[WHAT IS EXPECTED] Filter these entries, keeping only lines that hold the word "impl".

Start of DATA FOR THIS TASK

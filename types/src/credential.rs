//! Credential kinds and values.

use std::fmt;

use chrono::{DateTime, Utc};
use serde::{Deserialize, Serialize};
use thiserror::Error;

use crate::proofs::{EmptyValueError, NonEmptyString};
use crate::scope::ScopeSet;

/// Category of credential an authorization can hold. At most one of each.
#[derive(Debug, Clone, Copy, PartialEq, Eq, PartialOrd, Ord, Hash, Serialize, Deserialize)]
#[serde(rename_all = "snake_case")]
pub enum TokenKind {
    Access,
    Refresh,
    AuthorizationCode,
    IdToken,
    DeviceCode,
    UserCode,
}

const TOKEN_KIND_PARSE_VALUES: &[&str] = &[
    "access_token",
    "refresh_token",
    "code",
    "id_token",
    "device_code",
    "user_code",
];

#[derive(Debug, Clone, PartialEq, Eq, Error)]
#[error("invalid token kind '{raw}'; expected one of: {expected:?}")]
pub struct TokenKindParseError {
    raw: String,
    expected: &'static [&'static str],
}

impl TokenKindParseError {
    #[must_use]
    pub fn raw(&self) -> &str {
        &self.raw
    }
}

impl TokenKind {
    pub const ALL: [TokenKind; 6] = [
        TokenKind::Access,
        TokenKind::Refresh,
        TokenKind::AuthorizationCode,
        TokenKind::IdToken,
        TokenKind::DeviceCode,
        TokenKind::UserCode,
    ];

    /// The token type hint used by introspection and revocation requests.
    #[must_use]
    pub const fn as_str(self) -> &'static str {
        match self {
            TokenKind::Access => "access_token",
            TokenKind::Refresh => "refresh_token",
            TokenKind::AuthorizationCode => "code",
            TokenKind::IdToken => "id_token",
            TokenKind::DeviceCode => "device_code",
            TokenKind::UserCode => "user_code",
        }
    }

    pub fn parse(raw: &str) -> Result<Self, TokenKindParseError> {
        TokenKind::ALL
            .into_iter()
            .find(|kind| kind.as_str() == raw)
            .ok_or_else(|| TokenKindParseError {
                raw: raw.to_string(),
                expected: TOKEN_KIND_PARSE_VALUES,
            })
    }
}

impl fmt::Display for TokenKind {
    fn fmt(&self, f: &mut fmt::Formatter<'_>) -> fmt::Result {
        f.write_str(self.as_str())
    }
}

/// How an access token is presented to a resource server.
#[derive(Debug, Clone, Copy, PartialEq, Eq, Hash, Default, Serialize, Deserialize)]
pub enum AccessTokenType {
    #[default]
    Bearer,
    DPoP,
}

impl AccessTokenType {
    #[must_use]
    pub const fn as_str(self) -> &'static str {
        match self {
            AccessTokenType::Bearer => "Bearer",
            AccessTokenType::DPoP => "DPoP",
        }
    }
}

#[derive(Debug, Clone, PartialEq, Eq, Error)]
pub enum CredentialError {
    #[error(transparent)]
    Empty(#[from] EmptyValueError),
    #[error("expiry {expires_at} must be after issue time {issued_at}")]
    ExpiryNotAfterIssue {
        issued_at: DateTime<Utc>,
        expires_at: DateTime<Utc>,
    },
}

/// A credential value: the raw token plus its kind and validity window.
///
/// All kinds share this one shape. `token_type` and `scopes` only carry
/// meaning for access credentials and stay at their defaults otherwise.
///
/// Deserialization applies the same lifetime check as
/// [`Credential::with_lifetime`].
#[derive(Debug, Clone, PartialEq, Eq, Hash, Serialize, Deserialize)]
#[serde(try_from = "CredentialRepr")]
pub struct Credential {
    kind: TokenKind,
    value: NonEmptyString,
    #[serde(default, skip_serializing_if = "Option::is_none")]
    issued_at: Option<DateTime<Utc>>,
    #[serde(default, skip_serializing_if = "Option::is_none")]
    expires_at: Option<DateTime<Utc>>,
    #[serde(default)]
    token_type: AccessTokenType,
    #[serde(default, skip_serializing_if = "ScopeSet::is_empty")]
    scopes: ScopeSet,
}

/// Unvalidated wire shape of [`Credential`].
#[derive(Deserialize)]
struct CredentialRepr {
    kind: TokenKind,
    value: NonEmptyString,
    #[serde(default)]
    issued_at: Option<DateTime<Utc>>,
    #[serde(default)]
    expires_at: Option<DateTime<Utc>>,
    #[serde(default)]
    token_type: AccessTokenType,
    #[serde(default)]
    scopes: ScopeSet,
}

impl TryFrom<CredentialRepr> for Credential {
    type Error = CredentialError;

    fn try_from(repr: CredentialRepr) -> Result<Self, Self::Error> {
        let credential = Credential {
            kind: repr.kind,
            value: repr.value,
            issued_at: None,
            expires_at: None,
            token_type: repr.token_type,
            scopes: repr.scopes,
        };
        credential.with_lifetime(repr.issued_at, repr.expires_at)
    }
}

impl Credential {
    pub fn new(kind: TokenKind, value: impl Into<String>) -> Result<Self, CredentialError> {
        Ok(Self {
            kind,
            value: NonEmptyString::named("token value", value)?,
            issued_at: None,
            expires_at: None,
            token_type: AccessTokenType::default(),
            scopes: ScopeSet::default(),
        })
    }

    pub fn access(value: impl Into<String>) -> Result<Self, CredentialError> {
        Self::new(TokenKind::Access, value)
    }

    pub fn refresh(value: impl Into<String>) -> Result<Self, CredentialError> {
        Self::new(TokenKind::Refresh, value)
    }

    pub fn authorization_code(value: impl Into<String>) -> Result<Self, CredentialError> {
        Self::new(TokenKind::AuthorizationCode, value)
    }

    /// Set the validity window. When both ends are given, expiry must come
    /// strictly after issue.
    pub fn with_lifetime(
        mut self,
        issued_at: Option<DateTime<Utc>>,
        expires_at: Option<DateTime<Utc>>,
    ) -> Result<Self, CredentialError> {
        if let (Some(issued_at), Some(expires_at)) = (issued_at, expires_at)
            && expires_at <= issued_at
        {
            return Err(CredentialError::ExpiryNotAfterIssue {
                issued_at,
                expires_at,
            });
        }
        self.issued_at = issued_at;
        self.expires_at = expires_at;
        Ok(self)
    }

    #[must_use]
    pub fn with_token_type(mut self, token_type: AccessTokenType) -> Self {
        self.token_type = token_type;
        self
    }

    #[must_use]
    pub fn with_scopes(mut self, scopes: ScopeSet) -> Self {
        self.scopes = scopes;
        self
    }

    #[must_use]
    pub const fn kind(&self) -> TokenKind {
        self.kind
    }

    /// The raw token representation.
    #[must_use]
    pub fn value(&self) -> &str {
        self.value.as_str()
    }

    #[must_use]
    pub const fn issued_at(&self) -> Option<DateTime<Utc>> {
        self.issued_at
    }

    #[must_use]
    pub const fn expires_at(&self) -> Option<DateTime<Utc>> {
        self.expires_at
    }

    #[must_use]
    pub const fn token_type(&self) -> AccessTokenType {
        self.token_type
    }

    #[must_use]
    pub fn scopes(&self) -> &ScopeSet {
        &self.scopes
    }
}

End of DATA FOR THIS TASK
Start of DATA FOR THIS TASK

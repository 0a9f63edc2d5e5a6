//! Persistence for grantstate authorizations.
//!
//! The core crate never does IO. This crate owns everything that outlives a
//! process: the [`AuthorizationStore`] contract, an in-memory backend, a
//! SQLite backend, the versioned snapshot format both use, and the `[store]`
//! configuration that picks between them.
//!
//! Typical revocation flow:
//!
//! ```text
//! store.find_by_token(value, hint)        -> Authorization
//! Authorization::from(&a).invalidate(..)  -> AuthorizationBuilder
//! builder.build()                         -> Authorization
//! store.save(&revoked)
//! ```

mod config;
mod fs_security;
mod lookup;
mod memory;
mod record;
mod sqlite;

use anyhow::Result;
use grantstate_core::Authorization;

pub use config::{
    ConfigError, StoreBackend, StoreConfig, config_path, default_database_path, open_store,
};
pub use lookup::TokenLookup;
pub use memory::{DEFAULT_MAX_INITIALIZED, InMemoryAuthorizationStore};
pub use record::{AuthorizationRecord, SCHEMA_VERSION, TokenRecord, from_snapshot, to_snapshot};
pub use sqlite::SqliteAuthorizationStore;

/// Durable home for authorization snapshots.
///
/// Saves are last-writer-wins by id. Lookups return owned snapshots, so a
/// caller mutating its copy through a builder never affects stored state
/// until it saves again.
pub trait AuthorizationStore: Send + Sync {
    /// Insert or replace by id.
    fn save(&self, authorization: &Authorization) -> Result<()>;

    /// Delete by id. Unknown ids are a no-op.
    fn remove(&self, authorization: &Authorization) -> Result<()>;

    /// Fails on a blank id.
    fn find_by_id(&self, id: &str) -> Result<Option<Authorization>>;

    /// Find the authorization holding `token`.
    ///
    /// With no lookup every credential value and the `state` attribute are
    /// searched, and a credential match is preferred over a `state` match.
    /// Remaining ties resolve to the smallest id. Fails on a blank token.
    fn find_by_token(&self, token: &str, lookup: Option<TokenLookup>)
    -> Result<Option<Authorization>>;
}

End of DATA FOR THIS TASK

[EXPECTED ANSWER]
impl TokenKindParseError {
impl TokenKind {
impl fmt::Display for TokenKind {
impl AccessTokenType {
impl TryFrom<CredentialRepr> for Credential {
impl Credential {
    pub fn new(kind: TokenKind, value: impl Into<String>) -> Result<Self, CredentialError> {
    pub fn access(value: impl Into<String>) -> Result<Self, CredentialError> {
    pub fn refresh(value: impl Into<String>) -> Result<Self, CredentialError> {
    pub fn authorization_code(value: impl Into<String>) -> Result<Self, CredentialError> {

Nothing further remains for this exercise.